Where the string "Incoming" shows up in a line of the records, copy that line.

» DATA RECORDS
== == ==
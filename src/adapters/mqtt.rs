//! MQTT broker adapter (rumqttc).
//!
//! [`MqttSession`] owns the event loop: it resubscribes on every ConnAck,
//! surfaces inbound publishes, and retries with capped exponential backoff
//! once the first connection has succeeded.  A failure before the first
//! ConnAck is returned to the caller as fatal.
//!
//! [`MqttPublisher`] implements [`CommandPublisher`] with a non-blocking
//! retained publish onto the control topic.

use core::time::Duration;

use log::{error, info, warn};
use rumqttc::{AsyncClient, Event, EventLoop, MqttOptions, Packet, QoS};

use crate::app::commands::Command;
use crate::app::ports::CommandPublisher;
use crate::config::SystemConfig;
use crate::error::CommsError;

/// Depth of the rumqttc request channel shared by client and event loop.
const REQUEST_CAPACITY: usize = 32;

pub fn mqtt_options(config: &SystemConfig, client_id: &str) -> MqttOptions {
    let mut options = MqttOptions::new(client_id, config.broker_host.as_str(), config.broker_port);
    options.set_keep_alive(Duration::from_secs(config.keep_alive_secs));
    options
}

// ---------------------------------------------------------------------------
// Inbound message
// ---------------------------------------------------------------------------

#[derive(Debug, Clone, PartialEq, Eq)]
pub struct InboundMessage {
    pub topic: String,
    pub payload: Vec<u8>,
}

// ---------------------------------------------------------------------------
// Backoff
// ---------------------------------------------------------------------------

/// Doubling delay, capped at `max`, reset on successful connect.
#[derive(Debug, Clone)]
pub struct Backoff {
    initial: Duration,
    max: Duration,
    current: Duration,
}

impl Backoff {
    pub fn new(initial: Duration, max: Duration) -> Self {
        Self {
            initial,
            max,
            current: initial,
        }
    }

    pub fn from_config(config: &SystemConfig) -> Self {
        Self::new(
            Duration::from_millis(config.reconnect_initial_ms),
            Duration::from_millis(config.reconnect_max_ms),
        )
    }

    /// Delay to wait now; the following call returns double, up to `max`.
    pub fn next_delay(&mut self) -> Duration {
        let delay = self.current;
        self.current = self.current.saturating_mul(2).min(self.max);
        delay
    }

    pub fn reset(&mut self) {
        self.current = self.initial;
    }
}

// ---------------------------------------------------------------------------
// Session
// ---------------------------------------------------------------------------

pub struct MqttSession {
    client: AsyncClient,
    eventloop: EventLoop,
    subscriptions: Vec<String>,
    backoff: Backoff,
    connected_once: bool,
}

impl MqttSession {
    pub fn new(config: &SystemConfig, client_id: &str, subscriptions: &[&str]) -> Self {
        let (client, eventloop) = AsyncClient::new(mqtt_options(config, client_id), REQUEST_CAPACITY);
        info!(
            "mqtt session {client_id} -> {}:{}",
            config.broker_host, config.broker_port
        );
        Self {
            client,
            eventloop,
            subscriptions: subscriptions.iter().map(|s| (*s).to_string()).collect(),
            backoff: Backoff::from_config(config),
            connected_once: false,
        }
    }

    /// Handle for publishing through this session.
    pub fn client(&self) -> AsyncClient {
        self.client.clone()
    }

    pub fn publisher(&self, topic: &str) -> MqttPublisher {
        MqttPublisher::new(self.client(), topic)
    }

    /// Drive the event loop until the next inbound publish.
    pub async fn next_message(&mut self) -> Result<InboundMessage, CommsError> {
        loop {
            match self.eventloop.poll().await {
                Ok(Event::Incoming(Packet::Publish(p))) => {
                    return Ok(InboundMessage {
                        topic: p.topic,
                        payload: p.payload.to_vec(),
                    });
                }
                Ok(Event::Incoming(Packet::ConnAck(_))) => {
                    info!("mqtt connected");
                    self.connected_once = true;
                    self.backoff.reset();
                    self.subscribe_all()?;
                }
                Ok(Event::Incoming(Packet::Disconnect)) => {
                    warn!("mqtt disconnected by broker");
                }
                Ok(_) => {}
                Err(e) if !self.connected_once => {
                    return Err(CommsError::ConnectFailed(e.to_string()));
                }
                Err(e) => {
                    let delay = self.backoff.next_delay();
                    error!("mqtt connection lost: {e}; retrying in {delay:?}");
                    tokio::time::sleep(delay).await;
                }
            }
        }
    }

    fn subscribe_all(&self) -> Result<(), CommsError> {
        for topic in &self.subscriptions {
            self.client
                .try_subscribe(topic.as_str(), QoS::AtLeastOnce)
                .map_err(|e| CommsError::SubscribeFailed(format!("{topic}: {e}")))?;
            info!("subscribed to {topic}");
        }
        Ok(())
    }

    pub fn disconnect(&self) {
        if let Err(e) = self.client.try_disconnect() {
            warn!("mqtt disconnect request failed: {e}");
        }
    }
}

// ---------------------------------------------------------------------------
// Publisher
// ---------------------------------------------------------------------------

/// Retained, fire-and-forget publish onto the control topic.
#[derive(Clone)]
pub struct MqttPublisher {
    client: AsyncClient,
    topic: String,
}

impl MqttPublisher {
    pub fn new(client: AsyncClient, topic: &str) -> Self {
        Self {
            client,
            topic: topic.to_string(),
        }
    }
}

impl CommandPublisher for MqttPublisher {
    fn publish(&mut self, command: Command) -> Result<(), CommsError> {
        self.client
            .try_publish(
                self.topic.as_str(),
                QoS::AtLeastOnce,
                true,
                command.as_wire().as_bytes().to_vec(),
            )
            .map_err(|e| CommsError::PublishFailed(e.to_string()))
    }
}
== == ==
» ANSWER SPACE
                Ok(Event::Incoming(Packet::Publish(p))) => {
                Ok(Event::Incoming(Packet::ConnAck(_))) => {
                Ok(Event::Incoming(Packet::Disconnect)) => {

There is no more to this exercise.